Statistics and Probability review


Random variables

Discrete (Probability Mass Function, p.m.f) Continuous (Probability Density Function, p.d.f)
\(p(x) = \mathbb{P}(X = x)\) \(f(x)\)
\(\forall x \quad 0 \leq p(x) \leq 1\) \(\forall x \quad f(x) \geq 0\)
\(\sum_{\text{all } x} p(x) = 1\) \(\int_{-\infty}^{\infty} f(x) \, dx = 1\)

Cumulative distributioin function

\(\text{c.d.f }\)

\(F(x) = \mathbb{P}(X \leq x)\)

Discrete (c.d.f) Continuous (c.d.f)
\(F(x) = \sum_{y \leq x} p(y)\) \(F(x) = \int_{-\infty}^{x} f(y) \, dy\)

Expected value

\(\mathbb{E}(X) = \mathbf{\mu}_X\)

Discrete Expected value Continuous Expected value
\(\text{If }\underset{\text{all } x} \sum | x | \cdot p(x) < \infty\) \(\int_{-\infty}^{\infty} | x | \cdot f(x)dx < \infty\)
\(\mathbb{E}(X) = \underset{\text{all } x} \sum x \cdot p(x)\) \(\mathbb{E}(X) = \int_{-\infty}^{\infty} x\cdot f(x)dx\)
\(\text{If }\underset{\text{all } x} \sum | g(x) | \cdot p(x) < \infty\) \(\int_{-\infty}^{\infty} | g(x) | \cdot f(x)dx < \infty\)
\(\mathbb{E}(g(X)) = \underset{\text{all } x} \sum g(x) \cdot p(x)\) \(\mathbb{E}(g(X)) = \int_{-\infty}^{\infty} g(x) \cdot f(x)dx\)

Variance

\(\text{Var}(X) = \sigma^2_X = \mathbb{E}(\left[ X - \mu_{X} \right]^2) = \mathbb{E}(X^2) - \left[\mathbb{E}(X)\right]^2\)

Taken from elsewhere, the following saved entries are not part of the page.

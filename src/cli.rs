//! Command-line interface for strictly_demos.

use clap::{Parser, Subcommand};
use std::path::PathBuf;
use strictly_demos::DEFAULT_SETTINGS_FILE;

/// Strictly Demos - terminal stopwatch and tic-tac-toe
#[derive(Parser, Debug)]
#[command(name = "strictly_demos")]
#[command(about = "Terminal stopwatch and tic-tac-toe demos", long_about = None)]
#[command(version)]
pub struct Cli {
    /// Settings file (ignored if it does not exist)
    #[arg(long, global = true, default_value = DEFAULT_SETTINGS_FILE)]
    pub config: PathBuf,

    /// Subcommand to run
    #[command(subcommand)]
    pub command: Command,
}

/// Available commands
#[derive(Subcommand, Debug, PartialEq, Eq)]
pub enum Command {
    /// Run the stopwatch
    Stopwatch {
        /// Tick period in milliseconds (overrides the settings file)
        #[arg(long)]
        tick_ms: Option<u64>,
    },

    /// Play tic-tac-toe
    Tictactoe {
        /// Replay comma-separated board indices (0-8) without a UI
        #[arg(long, value_delimiter = ',')]
        moves: Option<Vec<usize>>,
    },

    /// Print milliseconds as MM:SS:CC
    Format {
        /// Elapsed milliseconds
        millis: u64,
    },
}

#[cfg(test)]
mod tests {
    use super::*;

    #[test]
    fn test_stopwatch_override() {
        let cli = Cli::try_parse_from(["strictly_demos", "stopwatch", "--tick-ms", "25"]).unwrap();
        assert_eq!(cli.command, Command::Stopwatch { tick_ms: Some(25) });
        assert_eq!(cli.config, PathBuf::from(DEFAULT_SETTINGS_FILE));
    }

    #[test]
    fn test_headless_moves() {
        let cli =
            Cli::try_parse_from(["strictly_demos", "tictactoe", "--moves", "0,3,1,4,2"]).unwrap();
        assert_eq!(
            cli.command,
            Command::Tictactoe {
                moves: Some(vec![0, 3, 1, 4, 2])
            }
        );
    }

    #[test]
    fn test_global_config_after_subcommand() {
        let cli =
            Cli::try_parse_from(["strictly_demos", "format", "61005", "--config", "x.toml"]).unwrap();
        assert_eq!(cli.command, Command::Format { millis: 61_005 });
        assert_eq!(cli.config, PathBuf::from("x.toml"));
    }

    #[test]
    fn test_missing_subcommand_is_an_error() {
        assert!(Cli::try_parse_from(["strictly_demos"]).is_err());
    }
}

Discrete Variance Continuous Variance
\(\text{Var}(X) = \underset{\text{all } x} \sum (x - \mu_X)^2 \cdot p(x)\) \(\text{Var}(X) = \int_{-\infty}^{\infty} (x - \mu_X)^2 \cdot f(x)dx\)
\(= \underset{\text{all } x} \sum x^2 \cdot p(x) - \left[\mathbb{E}(X)\right]^2\) \(= \left[\int_{-\infty}^{\infty} x^2 \cdot f(x)dx\right] - \left[\mathbb{E}(X)\right]^2\)

Moment-generating function

\(M_X(t) = \mathbb{E}(\mathcal{e}^{tX})\)

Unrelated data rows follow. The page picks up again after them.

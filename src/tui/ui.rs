//! Stateless rendering for both screens.

use super::{StopwatchApp, TicTacToeApp};
use ratatui::{
    Frame,
    layout::{Alignment, Constraint, Direction, Layout, Rect},
    style::{Color, Modifier, Style},
    text::{Line, Span},
    widgets::{Block, Borders, Paragraph},
};
use strictly_stopwatch::Clock;
use strictly_tictactoe::{Player, Position, Square};

/// Renders the tic-tac-toe screen: title, board with cursor, status line.
pub fn draw_tictactoe(frame: &mut Frame, app: &TicTacToeApp) {
    let chunks = Layout::default()
        .direction(Direction::Vertical)
        .constraints([
            Constraint::Length(3), // Title
            Constraint::Min(9),    // Board
            Constraint::Length(3), // Status
        ])
        .split(frame.area());

    draw_title(frame, chunks[0], "Tic Tac Toe");
    draw_board(frame, chunks[1], app);

    let status_color = if app.game().status().is_over() {
        Color::Green
    } else {
        Color::Yellow
    };
    let status = Paragraph::new(app.status_message())
        .style(Style::default().fg(status_color))
        .alignment(Alignment::Center)
        .block(Block::default().borders(Borders::ALL));
    frame.render_widget(status, chunks[2]);
}

/// Renders the stopwatch screen: title, `MM:SS:CC` readout, key help.
pub fn draw_stopwatch<C: Clock>(frame: &mut Frame, app: &StopwatchApp<C>) {
    let chunks = Layout::default()
        .direction(Direction::Vertical)
        .constraints([
            Constraint::Length(3), // Title
            Constraint::Min(3),    // Readout
            Constraint::Length(3), // Help
        ])
        .split(frame.area());

    draw_title(frame, chunks[0], "Stopwatch");

    let readout_style = if app.is_running() {
        Style::default().fg(Color::Cyan).add_modifier(Modifier::BOLD)
    } else {
        Style::default().fg(Color::White).add_modifier(Modifier::BOLD)
    };
    let readout = Paragraph::new(app.display())
        .style(readout_style)
        .alignment(Alignment::Center)
        .block(Block::default().borders(Borders::ALL));
    frame.render_widget(readout, center_rect(chunks[1], 20, 3));

    let help = Paragraph::new(format!(
        "[s] Start   [p] Pause   [r] Reset   [q] Quit   tick {}ms",
        app.tick_ms()
    ))
        .style(Style::default().fg(Color::Yellow))
        .alignment(Alignment::Center)
        .block(Block::default().borders(Borders::ALL));
    frame.render_widget(help, chunks[2]);
}

fn draw_title(frame: &mut Frame, area: Rect, title: &str) {
    let title = Paragraph::new(title)
        .style(Style::default().fg(Color::Cyan).add_modifier(Modifier::BOLD))
        .alignment(Alignment::Center);
    frame.render_widget(title, area);
}

fn draw_board(frame: &mut Frame, area: Rect, app: &TicTacToeApp) {
    let board_area = center_rect(area, 40, 11);

    let rows = Layout::default()
        .direction(Direction::Vertical)
        .constraints([
            Constraint::Length(3),
            Constraint::Length(1),
            Constraint::Length(3),
            Constraint::Length(1),
            Constraint::Length(3),
        ])
        .split(board_area);

    let winning_line = app.game().winning_line();
    for row in 0..3 {
        let positions = [row * 3, row * 3 + 1, row * 3 + 2]
            .map(|i| Position::from_index(i).unwrap_or(Position::Center));
        draw_row(frame, rows[row * 2], app, &positions, winning_line.as_ref());
        if row < 2 {
            draw_separator(frame, rows[row * 2 + 1]);
        }
    }
}

fn draw_row(
    frame: &mut Frame,
    area: Rect,
    app: &TicTacToeApp,
    positions: &[Position; 3],
    winning_line: Option<&[Position; 3]>,
) {
    let cols = Layout::default()
        .direction(Direction::Horizontal)
        .constraints([
            Constraint::Length(12),
            Constraint::Length(1),
            Constraint::Length(12),
            Constraint::Length(1),
            Constraint::Length(12),
        ])
        .split(area);

    for (i, pos) in positions.iter().enumerate() {
        let highlight = winning_line.is_some_and(|line| line.contains(pos));
        draw_cell(frame, cols[i * 2], app, *pos, highlight);
        if i < 2 {
            draw_separator_vertical(frame, cols[i * 2 + 1]);
        }
    }
}

fn draw_cell(frame: &mut Frame, area: Rect, app: &TicTacToeApp, pos: Position, highlight: bool) {
    let (symbol, base_style) = match app.game().board().get(pos) {
        Square::Empty => (
            format!(" {} ", pos.to_index() + 1),
            Style::default().fg(Color::DarkGray),
        ),
        Square::Occupied(Player::X) => (
            " X ".to_string(),
            Style::default().fg(Color::Red).add_modifier(Modifier::BOLD),
        ),
        Square::Occupied(Player::O) => (
            " O ".to_string(),
            Style::default().fg(Color::Blue).add_modifier(Modifier::BOLD),
        ),
    };

    let style = if pos == app.cursor() && !app.game().status().is_over() {
        base_style.bg(Color::White).fg(Color::Black)
    } else if highlight {
        base_style.bg(Color::Green)
    } else {
        base_style
    };

    let paragraph =
        Paragraph::new(Line::from(Span::styled(symbol, style))).alignment(Alignment::Center);
    frame.render_widget(paragraph, area);
}

fn draw_separator(frame: &mut Frame, area: Rect) {
    let sep = Paragraph::new("─".repeat(area.width as usize))
        .style(Style::default().fg(Color::DarkGray));
    frame.render_widget(sep, area);
}

fn draw_separator_vertical(frame: &mut Frame, area: Rect) {
    let sep = Paragraph::new("│").style(Style::default().fg(Color::DarkGray));
    frame.render_widget(sep, area);
}

fn center_rect(area: Rect, width: u16, height: u16) -> Rect {
    let vert = Layout::default()
        .direction(Direction::Vertical)
        .constraints([
            Constraint::Length((area.height.saturating_sub(height)) / 2),
            Constraint::Length(height),
            Constraint::Length((area.height.saturating_sub(height)) / 2),
        ])
        .split(area);

    Layout::default()
        .direction(Direction::Horizontal)
        .constraints([
            Constraint::Length((area.width.saturating_sub(width)) / 2),
            Constraint::Length(width),
            Constraint::Length((area.width.saturating_sub(width)) / 2),
        ])
        .split(vert[1])[1]
}

#[cfg(test)]
mod tests {
    use super::*;
    use crate::settings::Settings;
    use crossterm::event::KeyCode;
    use ratatui::{Terminal, backend::TestBackend};
    use strictly_stopwatch::ManualClock;

    fn rendered(terminal: &Terminal<TestBackend>) -> String {
        terminal
            .backend()
            .buffer()
            .content
            .iter()
            .map(|cell| cell.symbol())
            .collect()
    }

    #[test]
    fn test_tictactoe_screen_shows_marks_and_status() {
        let mut app = TicTacToeApp::new();
        app.handle_key(KeyCode::Char('1'));
        app.handle_key(KeyCode::Char('5'));

        let mut terminal = Terminal::new(TestBackend::new(100, 20)).unwrap();
        terminal.draw(|f| draw_tictactoe(f, &app)).unwrap();

        let screen = rendered(&terminal);
        assert!(screen.contains("Tic Tac Toe"));
        assert!(screen.contains(" X "));
        assert!(screen.contains(" O "));
        assert!(screen.contains("Player X's turn"));
    }

    #[test]
    fn test_stopwatch_screen_shows_readout() {
        let app = StopwatchApp::new(ManualClock::new(), &Settings::default());

        let mut terminal = Terminal::new(TestBackend::new(80, 12)).unwrap();
        terminal.draw(|f| draw_stopwatch(f, &app)).unwrap();

        let screen = rendered(&terminal);
        assert!(screen.contains("00:00:00"));
        assert!(screen.contains("[p] Pause"));
        assert!(screen.contains("tick 10ms"));
    }

    #[test]
    fn test_stopwatch_help_shows_configured_period() {
        let settings = Settings::default().with_tick_interval_ms(Some(25));
        let app = StopwatchApp::new(ManualClock::new(), &settings);

        let mut terminal = Terminal::new(TestBackend::new(80, 12)).unwrap();
        terminal.draw(|f| draw_stopwatch(f, &app)).unwrap();

        assert!(rendered(&terminal).contains("tick 25ms"));
    }
}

Discrete moment-generating function Continuous moment-generating function
\(M_X(t) = \underset{\text{all } x} \sum \mathcal{e}^{tx} \cdot p(x)\) \(M_X(t) = \int_{-\infty}^{\infty} \mathcal{e}^{tx} \cdot f(x)dx\)

Example 1

\(x\) \(p(x)\) \(F(x)\)
\(1\) \(0.2\) \(0.2\)
\(2\) \(0.4\) \(0.6\)
\(3\) \(0.3\) \(0.9\)
\(4\) \(0.1\) \(1.0\)

\[ F(x) = \begin{cases} 0 & x < 1 \\ 0.2 & 1 \leq x < 2 \\ 0.6 & 2 \leq x < 3 \\ 0.9 & 3 \leq x < 4 \\ 1 & x \geq 4 \end{cases} \]

Code
library(ggplot2)

# Data
x <- c(1, 2, 3, 4)
Fx <- c(0.2, 0.6, 0.9, 1.0)

# Creating a data frame
data_cdf <- data.frame(x, Fx)

# CDF Plot
ggplot(data_cdf, aes(x = x, y = Fx)) +
  geom_step(direction = "hv", linewidth=1) +  # Creates the step plot
  geom_point(color="red") +  # Optional: adds points at steps
  ggtitle("Cumulative Distribution Function (CDF)") +
  xlab("x") + ylab("F(x)") +
  theme_minimal()  # Optional: a cleaner theme for the plot